El subtítulo de este conmovedor libro, Vivir con nuestros muertos, es: “Pequeño tratado de consuelo”. Este título secundario no se presta a duda; Delphine Horvilleur (Nancy, 1974) reflexiona sobre la pérdida y el duelo, y, sin embargo, transforma la muerte en una lección de vida. Filósofa, ensayista, una de las primeras mujeres rabinas francesas y una personalidad activa del Movimiento Judío Liberal de Francia, Horvilleur recibió por esta obra el Premio Babelio 2021, de no-ficción.
Se trata de un tejido de historias personales vividas por la autora en su trabajo de acompañar a los dolientes que han perdido a un ser querido. Once historias narradas con sencillez, afinada sensibilidad y tierno humor, cada una encabezada por un nombre propio. Empieza por Azrael, el ángel de la muerte en las leyendas judías y termina por Edgar, el “tío Edgar” de la autora, cuya tumba buscó en el cementerio israelita de Westhoffen. En ese pueblo de Alsacia, donde reposan los antepasados de Horvilleur, el cementerio judío fue profanado en diciembre de 2019, con cruces gamadas en las lápidas. La escritora decidió acudir. “De pronto, la voz de las sangres de mis ancestros clamó desde el suelo”, recuerda.
Elsa es el nombre que abre el segundo capítulo. En el cementerio de Montparnasse, el 15 de enero de 2015, tuvo lugar el entierro de Elsa Cayat, psicoanalista y columnista de Charlie Hebdo. Fue asesinada en el atentado contra el semanario satírico. Horvilleur era su amiga y tuvo que recitar como rabina el kadish, la oración final hebrea. La hermana de Elsa Cayat la presentó como una “rabina laica”. Horvilleur no lo percibió como una contradicción. Piensa que la laicidad no opone la fe al descreimiento y que es un territorio más amplio para garantizar las diferentes creencias.
[La historia de los judíos]
“Impide que una fe o una pertenencia acaparen todo el espacio”, afirma.

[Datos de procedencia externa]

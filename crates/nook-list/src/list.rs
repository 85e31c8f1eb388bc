//! The allocator-aware doubly-linked list.
//!
//! [`List`] keeps its elements in a circular ring anchored at a sentinel.
//! Every value node is drawn from the list's allocator rebound to the node
//! type, so a list built on a [`StackAllocator`](nook_arena::StackAllocator)
//! keeps all of its elements inside one [`StackStorage`](nook_arena::StackStorage).
//!
//! Insertion allocates first and constructs second. If either step fails,
//! nothing is linked, the length is unchanged, and a region that was already
//! acquired is handed back before the error (or panic) leaves the call.

use std::convert::Infallible;
use std::fmt;
use std::marker::PhantomData;
use std::mem;
use std::ptr::NonNull;

use nook_arena::{Allocator, ArenaError, HeapAllocator};

use crate::cursor::{Cursor, CursorMut};
use crate::error::ListError;
use crate::iter::{IntoIter, Iter, IterMut};
use crate::node::{self, Link, Node};

/// A doubly-linked list whose nodes come from the allocator `A`.
///
/// Copying follows the allocator's propagation hooks:
///
/// - [`try_clone`](List::try_clone) asks the source allocator's
///   [`select_on_copy`](Allocator::select_on_copy) for the new list's handle.
///   For a `StackAllocator` that is the same storage.
/// - [`try_clone_from`](List::try_clone_from) keeps the destination's own
///   allocator unless `A::PROPAGATE_ON_COPY_ASSIGNMENT` is set, and rebuilds
///   every element with it.
///
/// ```
/// use nook_arena::{StackAllocator, StackStorage};
/// use nook_list::List;
///
/// let storage = StackStorage::<1024>::new();
/// let mut list = List::new_in(StackAllocator::new(&storage));
/// list.push_back(1).unwrap();
/// list.push_back(2).unwrap();
/// list.push_front(0).unwrap();
///
/// assert_eq!(list.iter().copied().collect::<Vec<_>>(), [0, 1, 2]);
/// assert_eq!(list.iter().rev().copied().collect::<Vec<_>>(), [2, 1, 0]);
/// assert!(storage.used() > 0);
/// ```
pub struct List<T, A: Allocator<Value = T> = HeapAllocator<T>> {
    /// Heap-pinned ring anchor; never read as a value node.
    pub(crate) sentinel: NonNull<Link>,
    pub(crate) len: usize,
    alloc: A,
    node_alloc: A::Rebind<Node<T>>,
    _owns: PhantomData<T>,
}

/// Hands a node region back to its allocator unless defused with `mem::forget`.
struct RegionGuard<'g, N: Allocator> {
    alloc: &'g N,
    region: NonNull<N::Value>,
}

impl<N: Allocator> Drop for RegionGuard<'_, N> {
    fn drop(&mut self) {
        // SAFETY: `region` came from `allocate(1)` on `alloc` and holds no value.
        unsafe { self.alloc.deallocate(self.region, 1) };
    }
}

impl<T> List<T> {
    /// Create an empty list on the global heap.
    pub fn new() -> Self {
        Self::new_in(HeapAllocator::new())
    }

    /// Create a list of `n` default values on the global heap.
    pub fn with_len(n: usize) -> Result<Self, ArenaError>
    where
        T: Default,
    {
        Self::with_len_in(n, HeapAllocator::new())
    }

    /// Create a list of `n` clones of `value` on the global heap.
    pub fn from_elem(n: usize, value: &T) -> Result<Self, ArenaError>
    where
        T: Clone,
    {
        Self::from_elem_in(n, value, HeapAllocator::new())
    }
}
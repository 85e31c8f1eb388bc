//! List-level error types.

use std::convert::Infallible;
use std::error::Error;
use std::fmt;

use nook_arena::ArenaError;

/// Errors from inserting into a [`List`](crate::List).
///
/// `E` is the error type of a fallible element constructor. Operations that
/// take an already-built value use `ListError<Infallible>`, which converts
/// losslessly into [`ArenaError`] via [`ListError::into_alloc`].
#[derive(Clone, Debug, PartialEq, Eq)]
pub enum ListError<E = Infallible> {
    /// No room for another node.
    Alloc(ArenaError),
    /// The element constructor failed; the node's region was released.
    Element(E),
}

impl<E> From<ArenaError> for ListError<E> {
    fn from(err: ArenaError) -> Self {
        Self::Alloc(err)
    }
}

impl ListError<Infallible> {
    /// Unwrap the allocation error; the element variant cannot exist.
    pub fn into_alloc(self) -> ArenaError {
        match self {
            Self::Alloc(err) => err,
            Self::Element(never) => match never {},
        }
    }
}

impl<E: fmt::Display> fmt::Display for ListError<E> {
    fn fmt(&self, f: &mut fmt::Formatter<'_>) -> fmt::Result {
        match self {
            Self::Alloc(err) => write!(f, "node allocation failed: {err}"),
            Self::Element(err) => write!(f, "element construction failed: {err}"),
        }
    }
}

impl<E: Error + 'static> Error for ListError<E> {
    fn source(&self) -> Option<&(dyn Error + 'static)> {
        match self {
            Self::Alloc(err) => Some(err),
            Self::Element(err) => Some(err),
        }
    }
}

#[cfg(test)]
mod tests {
    use super::*;

    #[test]
    fn alloc_variant_wraps_source() {
        let err: ListError<ArenaError> = ArenaError::Detached.into();
        assert_eq!(err, ListError::Alloc(ArenaError::Detached));
        assert!(err.source().is_some());
        assert!(err.to_string().starts_with("node allocation failed"));
    }

    #[test]
    fn infallible_error_unwraps_to_arena_error() {
        let err: ListError = ListError::Alloc(ArenaError::OutOfMemory { requested: 24 });
        assert_eq!(
            err.into_alloc(),
            ArenaError::OutOfMemory { requested: 24 }
        );
    }

    #[test]
    fn element_variant_displays_inner_message() {
        let err: ListError<ArenaError> = ListError::Element(ArenaError::Detached);
        assert!(err.to_string().contains("element construction failed"));
    }
}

Aquí los duelos están unidos a la entereza y a la preservación del recuerdo de quien se fue. El deber del oficiante, dice la autora, es “encarnar el pilar de una verticalidad” que a los deudos les ha abandonado. La narradora se vale de anécdotas, incluso de chistes judíos, para trascender el dolor.
Una de las historias se inicia con dos nombres: Marceline y Simone. Se trata de la cineasta Marceline Loridan-Ivens y de Simone Veil, la que fuera ministra de sanidad y abogada feminista. Las dos amigas, y las dos supervivientes del campo de concentración de Birkenau. La fuerza de esa amistad resulta extraordinaria; se referían a sí mismas como “las chicas de Birkenau”, para sobreponerse al horror. Horvilleur, amiga de ambas, ofició la ceremonia en el entierro de Simone Veil junto al Gran Rabino de Francia. Fue convocada por los hijos de Simone, “les parecía importante que la palabra de una mujer pudiera completar su oración”, dice la narradora.

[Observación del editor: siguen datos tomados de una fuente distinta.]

//! Link layout shared by the sentinel and value nodes.
//!
//! Every list is a ring of [`Link`]s anchored at a sentinel. A value node is
//! a [`Node<T>`]: a `Link` at offset 0 followed by the value, so a pointer to
//! a node is also a pointer to its link. The reverse cast is only valid for
//! links the list created as nodes; the sentinel has no value behind it.
//!
//! All raw link surgery lives here. Callers must uphold the ring invariant:
//! for every link `n`, `n.next.prev == n` and `n.prev.next == n`.

use std::ptr::NonNull;

/// Header of every ring member: two links to neighbouring headers.
pub(crate) struct Link {
    next: NonNull<Link>,
    prev: NonNull<Link>,
}

impl Link {
    /// A header whose links are not yet meaningful.
    const fn unlinked() -> Self {
        Self {
            next: NonNull::dangling(),
            prev: NonNull::dangling(),
        }
    }
}

/// A value-bearing ring member.
#[repr(C)]
pub(crate) struct Node<T> {
    /// Only reached through pointer casts.
    #[allow(dead_code)]
    link: Link,
    value: T,
}

impl<T> Node<T> {
    pub(crate) const fn new(value: T) -> Self {
        Self {
            link: Link::unlinked(),
            value,
        }
    }
}

/// Allocate a sentinel on the heap with both links pointing at itself.
///
/// The sentinel lives outside the list value so that moving the list does
/// not invalidate the self-links.
pub(crate) fn new_sentinel() -> NonNull<Link> {
    let sentinel = NonNull::from(Box::leak(Box::new(Link::unlinked())));
    // SAFETY: freshly leaked, uniquely owned allocation.
    unsafe {
        (*sentinel.as_ptr()).next = sentinel;
        (*sentinel.as_ptr()).prev = sentinel;
    }
    sentinel
}

/// Free a sentinel created by [`new_sentinel`].
///
/// # Safety
///
/// `sentinel` must come from `new_sentinel`, be freed at most once, and no
/// link may be used afterwards.
pub(crate) unsafe fn free_sentinel(sentinel: NonNull<Link>) {
    // SAFETY: per the contract, this is the box leaked by `new_sentinel`.
    drop(unsafe { Box::from_raw(sentinel.as_ptr()) });
}

/// # Safety
///
/// `link` must be a live ring member.
pub(crate) unsafe fn next(link: NonNull<Link>) -> NonNull<Link> {
    // SAFETY: `link` is live.
    unsafe { (*link.as_ptr()).next }
}

/// # Safety
///
/// `link` must be a live ring member.
pub(crate) unsafe fn prev(link: NonNull<Link>) -> NonNull<Link> {
    // SAFETY: `link` is live.
    unsafe { (*link.as_ptr()).prev }
}

/// Splice `node` into the ring immediately before `pos`.
///
/// # Safety
///
/// `pos` must be a live ring member and `node` a live header that is not
/// currently in any ring.
pub(crate) unsafe fn link_before(node: NonNull<Link>, pos: NonNull<Link>) {
    // SAFETY: both headers are live; `pos.prev` is live by the ring invariant.
    unsafe {
        let before = (*pos.as_ptr()).prev;
        (*node.as_ptr()).prev = before;
        (*node.as_ptr()).next = pos;
        (*before.as_ptr()).next = node;
        (*pos.as_ptr()).prev = node;
    }
}

/// Remove `node` from its ring, joining its neighbours.
///
/// The links inside `node` are left stale.
///
/// # Safety
///
/// `node` must be a live ring member other than the sentinel.
pub(crate) unsafe fn unlink(node: NonNull<Link>) {
    // SAFETY: `node` and, by the ring invariant, its neighbours are live.
    unsafe {
        let before = (*node.as_ptr()).prev;
        let after = (*node.as_ptr()).next;
        (*before.as_ptr()).next = after;
        (*after.as_ptr()).prev = before;
    }
}

/// Upcast a value node to its header.
pub(crate) fn as_link<T>(node: NonNull<Node<T>>) -> NonNull<Link> {
    node.cast()
}

/// Downcast a header to the node that contains it.
///
/// # Safety
///
/// `link` must be the header of a live `Node<T>`, never a sentinel.
pub(crate) unsafe fn as_node<T>(link: NonNull<Link>) -> NonNull<Node<T>> {
    link.cast()
}

/// Shared access to the value behind a header.
///
/// # Safety
///
/// `link` must be the header of a live `Node<T>` that is not mutably
/// borrowed for `'a`.
pub(crate) unsafe fn value<'a, T>(link: NonNull<Link>) -> &'a T {
    // SAFETY: forwarded to the caller.
    unsafe { &(*as_node::<T>(link).as_ptr()).value }
}

/// Exclusive access to the value behind a header.
///
/// # Safety
///
/// `link` must be the header of a live `Node<T>` with no other borrow of its
/// value for `'a`.
pub(crate) unsafe fn value_mut<'a, T>(link: NonNull<Link>) -> &'a mut T {
    // SAFETY: forwarded to the caller.
    unsafe { &mut (*as_node::<T>(link).as_ptr()).value }
}

/// Move the value out of a node, leaving the region uninitialised.
///
/// # Safety
///
/// `node` must be live and already unlinked; it must not be read again.
pub(crate) unsafe fn take_value<T>(node: NonNull<Node<T>>) -> T {
    // SAFETY: forwarded to the caller.
    unsafe { node.as_ptr().read().value }
}

#[cfg(test)]
mod tests {
    use super::*;

    fn boxed_node(value: u32) -> NonNull<Node<u32>> {
        NonNull::from(Box::leak(Box::new(Node::new(value))))
    }

    unsafe fn free_node(node: NonNull<Node<u32>>) {
        // SAFETY: the node came from `boxed_node`.
        drop(unsafe { Box::from_raw(node.as_ptr()) });
    }

    #[test]
    fn sentinel_is_self_linked() {
        let s = new_sentinel();
        // SAFETY: `s` is a live sentinel.
        unsafe {
            assert_eq!(next(s), s);
            assert_eq!(prev(s), s);
            free_sentinel(s);
        }
    }

    #[test]
    fn header_sits_at_offset_zero() {
        let node = boxed_node(7);
        assert_eq!(as_link(node).as_ptr().addr(), node.as_ptr().addr());
        // SAFETY: `node` is live and boxed.
        unsafe {
            assert_eq!(*value::<u32>(as_link(node)), 7);
            free_node(node);
        }
    }

    #[test]
    fn link_and_unlink_keep_ring_symmetric() {
        let s = new_sentinel();
        let a = boxed_node(1);
        let b = boxed_node(2);
        // SAFETY: all headers are live; nodes are freed after unlinking.
        unsafe {
            link_before(as_link(a), s);
            link_before(as_link(b), s);
            assert_eq!(next(s), as_link(a));
            assert_eq!(next(as_link(a)), as_link(b));
            assert_eq!(next(as_link(b)), s);
            assert_eq!(prev(s), as_link(b));
            assert_eq!(prev(as_link(b)), as_link(a));

            unlink(as_link(a));
            assert_eq!(next(s), as_link(b));
            assert_eq!(prev(as_link(b)), s);
            assert_eq!(take_value(a), 1);
            drop(Box::from_raw(a.as_ptr().cast::<std::mem::MaybeUninit<Node<u32>>>()));

            unlink(as_link(b));
            assert_eq!(next(s), s);
            assert_eq!(prev(s), s);
            free_node(b);
            free_sentinel(s);
        }
    }

    #[test]
    fn value_mut_writes_through() {
        let node = boxed_node(1);
        // SAFETY: `node` is live and not otherwise borrowed.
        unsafe {
            *value_mut::<u32>(as_link(node)) = 9;
            assert_eq!(*value::<u32>(as_link(node)), 9);
            free_node(node);
        }
    }
}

La claridad del texto oculta un buen manejo de la escritura que alterna lo emotivo con análisis profundos
Sarah, Marc, el hermano de Isaac, Myriam, son los nombres de otras personas anónimas de quienes habla la rabina. En todos los relatos, la muerte es sólo una fantasmagoría, mientras que la vida es el milagro. Uno de los episodios más impactantes es el de Israel, un compañero de Delphine Horvilleur con quien vivió de cerca en Tel Aviv el asesinato del Primer Ministro y Premio Nobel de la Paz, Isaac Rabin, por disparos de un estudiante de la derecha extremista israelí.
La claridad del texto oculta un buen manejo de la escritura que alterna lo emotivo con análisis profundos sobre los rituales relacionados con la muerte. Aunque la sensibilidad es la de la religión judía, se transpira una comprensión que va más allá de los textos sagrados de una determinada creencia. El fallecimiento y el duelo son comunes a la condición humana, y Horvilleur se atreve a mirar a la muerte a la cara, porque considera que la historia sólo continua cuando la vida y la muerte se dan la mano.